You hear the word, you receive the word trouble and persecution will present. Well, I don't like that. Duly noted. When you see the King, have the conversation. In the interim, prepare yourself. So what you and I want to do is become more than accumulators of information. We want our lives to reflect that relationship. It's a change. It's a fruitfulness. I've been talking for two sessions about recognizing what the presence of God brings to a life, or a community, or a group of people. Not language, not religious words, but the fruit of the presence of the Spirit. Because I desperately want myself to be good soil in God's economy, and I desire that for you.
So here's my invitation. Let's take the two primary components we've looked at when God's moving. There's a willingness to repent. There's a growth with that of the fear of God, a respect and a reverence for God. And then there's a willingness to ask God to bring a new effectiveness to our lives. So if you're in either of those two camps, and it may be both. You may need to repent and say, I wanna be more effective. And what I would really ask you to do is give the Holy Spirit permission to say if there's anything in me that is limiting my effectiveness. If there's any place, I've been unfaithful, we're not always unconscious, we're not always willing, stubborn, resistant, rebellious people. But you know, I have learned in my life any endeavor you pick up, if you're gonna move from being a novice to somebody of greater excellence, there is continued refinement.
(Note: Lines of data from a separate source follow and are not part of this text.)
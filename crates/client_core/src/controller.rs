//! Interaction controller: validates user actions against the session state,
//! issues backend requests, and folds their results back into the state.
//!
//! All state lives in one `SessionState` behind a mutex that is never held
//! across an `.await`. Each action locks, mutates, unlocks, awaits the
//! backend, then locks again to apply the result. Only asking a question is
//! gated on `loading`: adding or selecting a source while an answer is in
//! flight is allowed, so the order in which their effects land depends on the
//! network.

use std::sync::{Arc, Mutex, MutexGuard, PoisonError};

use shared::{
    domain::{ChatTurn, Source},
    protocol::{AddUrlRequest, AnswerReply, AnswerRequest},
};
use tokio::sync::broadcast;
use tracing::{debug, info, warn};

use crate::{
    backend::AnswerBackend,
    error::{BackendError, Refusal},
    state::SessionState,
};

pub const NO_VALID_ANSWER: &str = "Sorry, no valid answer received.";
pub const SOURCE_SCOPED_NO_VALID_ANSWER: &str = "No valid answer received.";
pub const REQUEST_FAILED: &str = "Sorry, something went wrong! Please try again.";
pub const ADD_SOURCE_FAILED: &str = "Failed to add URL.";

const EVENT_CAPACITY: usize = 256;

#[derive(Debug, Clone, Copy, PartialEq, Eq, Default)]
pub enum AskMode {
    /// Questions go straight to the backend; no sources, no transcript.
    SingleQuestion,
    /// Questions require an active source and are recorded in the transcript.
    #[default]
    SourceScoped,
}

#[derive(Debug, Clone, PartialEq, Eq)]
pub enum SessionEvent {
    /// Some field of the session state changed; take a fresh `snapshot()`.
    StateChanged,
    /// A message for the user (refusal prompt, backend confirmation, failure).
    Notice(String),
}

#[derive(Debug, Clone, PartialEq, Eq)]
pub enum AskOutcome {
    Answered(String),
    Malformed,
    Failed,
}

#[derive(Debug, Clone, PartialEq, Eq)]
pub enum AddSourceOutcome {
    Indexed { message: String },
    Failed,
}

pub struct InteractionController {
    backend: Arc<dyn AnswerBackend>,
    mode: AskMode,
    state: Mutex<SessionState>,
    events: broadcast::Sender<SessionEvent>,
}

impl InteractionController {
    pub fn new(backend: Arc<dyn AnswerBackend>, mode: AskMode) -> Arc<Self> {
        Self::with_state(backend, mode, SessionState::new())
    }

    pub fn with_state(
        backend: Arc<dyn AnswerBackend>,
        mode: AskMode,
        state: SessionState,
    ) -> Arc<Self> {
        let (events, _) = broadcast::channel(EVENT_CAPACITY);
        Arc::new(Self {
            backend,
            mode,
            state: Mutex::new(state),
            events,
        })
    }

    pub fn mode(&self) -> AskMode {
        self.mode
    }

    pub fn subscribe_events(&self) -> broadcast::Receiver<SessionEvent> {
        self.events.subscribe()
    }

    pub fn snapshot(&self) -> SessionState {
        self.lock_state().clone()
    }

    /// Session start hook. Source-scoped sessions load the source history;
    /// single-question sessions have nothing to prepare.
    pub async fn open_session(&self) {
        if self.mode == AskMode::SourceScoped {
            let _ = self.fetch_source_history().await;
        }
    }

    pub fn set_question_draft(&self, text: impl Into<String>) {
        let text = text.into();
        self.update(|state| state.set_question_draft(text));
    }

    pub fn set_temperature(&self, temperature: u8) {
        self.update(|state| state.set_temperature(temperature));
    }

    pub fn set_source_draft(&self, text: impl Into<String>) {
        let text = text.into();
        self.update(|state| state.set_source_draft(text));
    }

    /// Replaces the source registry with the backend's history. Failures are
    /// logged and leave the registry as it was.
    pub async fn fetch_source_history(&self) -> Result<(), BackendError> {
        match self.backend.url_history().await {
            Ok(sources) => {
                debug!(count = sources.len(), "source history refreshed");
                self.update(|state| state.replace_sources(sources));
                Ok(())
            }
            Err(err) => {
                warn!(error = %err, "failed to fetch source history");
                Err(err)
            }
        }
    }

    pub async fn add_source(&self, url: &str) -> Result<AddSourceOutcome, Refusal> {
        if url.is_empty() {
            return Err(self.refuse(Refusal::EmptyUrl));
        }

        let request = AddUrlRequest {
            url: url.to_string(),
        };
        match self.backend.add_url(&request).await {
            Ok(response) => {
                let message = response
                    .message
                    .unwrap_or_else(|| format!("Indexed {url}."));
                info!(url, "source indexed");
                self.notify(message.clone());
                self.update(|state| {
                    state.set_active_source(url);
                    state.set_source_draft("");
                });
                let _ = self.fetch_source_history().await;
                Ok(AddSourceOutcome::Indexed { message })
            }
            Err(err) => {
                warn!(url, error = %err, "failed to add source");
                self.notify(ADD_SOURCE_FAILED);
                Ok(AddSourceOutcome::Failed)
            }
        }
    }

    /// Submits whatever is currently in the url input.
    pub async fn add_source_from_draft(&self) -> Result<AddSourceOutcome, Refusal> {
        let url = self.lock_state().source_draft.clone();
        self.add_source(&url).await
    }

    /// Accepts any string, indexed or not.
    pub fn select_source(&self, url: impl Into<Source>) {
        let source = url.into();
        self.update(|state| state.set_active_source(source));
    }

    /// Asks whatever is currently in the question input.
    pub async fn ask_question(&self) -> Result<AskOutcome, Refusal> {
        let request = self.begin_ask(None)?;
        let _loading = LoadingGuard { controller: self };
        Ok(self.exchange(&request).await)
    }

    /// Takes the question as typed and starts the request in one step, so
    /// later edits of the input cannot change what gets sent. While an answer
    /// is pending the input is read-only: the draft is left alone and the
    /// submission is refused.
    pub fn submit_question(
        self: &Arc<Self>,
        question: impl Into<String>,
    ) -> Result<PendingAsk, Refusal> {
        let request = self.begin_ask(Some(question.into()))?;
        Ok(PendingAsk {
            controller: Arc::clone(self),
            request,
        })
    }

    fn begin_ask(&self, question: Option<String>) -> Result<AnswerRequest, Refusal> {
        let (started, changed) = {
            let mut state = self.lock_state();
            let mut changed = false;
            if let Some(question) = question {
                if !state.loading {
                    state.set_question_draft(question);
                    changed = true;
                }
            }
            let started = self.check_ask(&state).map(|()| {
                state.set_loading(true);
                AnswerRequest {
                    question: state.question_draft.clone(),
                    temperature: state.temperature,
                }
            });
            changed |= started.is_ok();
            (started, changed)
        };
        if changed {
            self.emit(SessionEvent::StateChanged);
        }
        started.map_err(|refusal| self.refuse(refusal))
    }

    async fn exchange(&self, request: &AnswerRequest) -> AskOutcome {
        // TODO: send the active source along once /get_answer accepts one;
        // today it only gates the request client-side.
        let outcome = match self.backend.get_answer(request).await {
            Ok(AnswerReply::Answer(answer)) => AskOutcome::Answered(answer),
            Ok(AnswerReply::Malformed) => {
                debug!("answer response carried no answer");
                AskOutcome::Malformed
            }
            Err(err) => {
                warn!(error = %err, "answer request failed");
                AskOutcome::Failed
            }
        };
        self.settle_answer(&request.question, &outcome);
        outcome
    }

    fn check_ask(&self, state: &SessionState) -> Result<(), Refusal> {
        if self.mode == AskMode::SourceScoped && state.active_source.is_none() {
            return Err(Refusal::NoActiveSource);
        }
        if state.question_draft.is_empty() {
            return Err(Refusal::EmptyQuestion);
        }
        if state.loading {
            return Err(Refusal::AlreadyLoading);
        }
        Ok(())
    }

    fn settle_answer(&self, question: &str, outcome: &AskOutcome) {
        let mode = self.mode;
        self.update(|state| match (outcome, mode) {
            (AskOutcome::Answered(answer), AskMode::SingleQuestion) => {
                state.set_answer(answer.as_str());
            }
            (AskOutcome::Answered(answer), AskMode::SourceScoped) => {
                state.set_answer(answer.as_str());
                state.append_turns([ChatTurn::user(question), ChatTurn::bot(answer.as_str())]);
            }
            (AskOutcome::Malformed, AskMode::SingleQuestion) => {
                state.set_answer(NO_VALID_ANSWER);
            }
            (AskOutcome::Malformed, AskMode::SourceScoped) => {
                state.set_answer(SOURCE_SCOPED_NO_VALID_ANSWER);
                state.append_turns([
                    ChatTurn::user(question),
                    ChatTurn::bot(SOURCE_SCOPED_NO_VALID_ANSWER),
                ]);
            }
            // The question is not recorded when the request itself failed.
            (AskOutcome::Failed, _) => {
                state.set_answer(REQUEST_FAILED);
            }
        });
    }

    fn refuse(&self, refusal: Refusal) -> Refusal {
        debug!(?refusal, "action refused");
        self.notify(refusal.to_string());
        refusal
    }

    fn notify(&self, message: impl Into<String>) {
        self.emit(SessionEvent::Notice(message.into()));
    }

    fn emit(&self, event: SessionEvent) {
        let _ = self.events.send(event);
    }

    fn update<R>(&self, apply: impl FnOnce(&mut SessionState) -> R) -> R {
        let result = {
            let mut state = self.lock_state();
            apply(&mut *state)
        };
        self.emit(SessionEvent::StateChanged);
        result
    }

    fn lock_state(&self) -> MutexGuard<'_, SessionState> {
        self.state.lock().unwrap_or_else(PoisonError::into_inner)
    }
}

/// Clears `loading` however the answer request exits, including when the
/// future is dropped mid-request.
struct LoadingGuard<'a> {
    controller: &'a InteractionController,
}

impl Drop for LoadingGuard<'_> {
    fn drop(&mut self) {
        self.controller.update(|state| state.set_loading(false));
    }
}

/// An answer request whose question is fixed and whose `loading` flag is
/// already set. Dropping it, sent or not, clears `loading`.
pub struct PendingAsk {
    controller: Arc<InteractionController>,
    request: AnswerRequest,
}

impl std::fmt::Debug for PendingAsk {
    fn fmt(&self, f: &mut std::fmt::Formatter<'_>) -> std::fmt::Result {
        f.debug_struct("PendingAsk")
            .field("request", &self.request)
            .finish_non_exhaustive()
    }
}

impl PendingAsk {
    pub fn question(&self) -> &str {
        &self.request.question
    }

    pub async fn send(self) -> AskOutcome {
        self.controller.exchange(&self.request).await
    }
}

impl Drop for PendingAsk {
    fn drop(&mut self) {
        self.controller.update(|state| state.set_loading(false));
    }
}

#[cfg(test)]
#[path = "tests/controller_tests.rs"]
mod tests;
Right, if you've never exercised at all and you go to the gym and say I wanna exercise, they'll give you one regimen. If you've worked out six days a week for six years, and you go to the gym and say I want to improve, they're gonna give you a completely different regimen. And many of us have not given the Holy Spirit permission to say, is there anything I could do to make a difference in my effectiveness? Because we've been holding up our credentials for the new birth. You with me? So are you willing to give the Holy Spirit that permission today? Go into training? God's moving folks. Let's go with him, huh? Why don't you staying with me:
Father, I thank you for your Word, for its truth and authority and power in our lives. I thank you that you're moving in the earth, that you haven't stepped away from us, that you haven't condemned us, but that you have made a way that we might be restored and reconciled to you, and we come today in humility. Lord, any place where we have been willingly, purposefully living in compromise or tolerating ungodliness. Lord, we repent. We will not call good that which you have called wicked. And we will not bless those things that you have stepped away from. Forgive us. Lord, we all come today to ask it by your Spirit, you would guide us, lead us, show us those places where we can cooperate with you more fully. Where we can align ourselves with you more completely, where we can take our place in your purposes as you're moving in this generation. Lord, we don't want to step back. We don't want to be stubborn in our unbelief. We don't want to excuse our unfaithfulness. We wanna cooperate with you as fully and as completely as we know how. I thank you for it. We praise you for what you will do, and we will be careful to give you the glory and the honor. In Jesus name, Amen.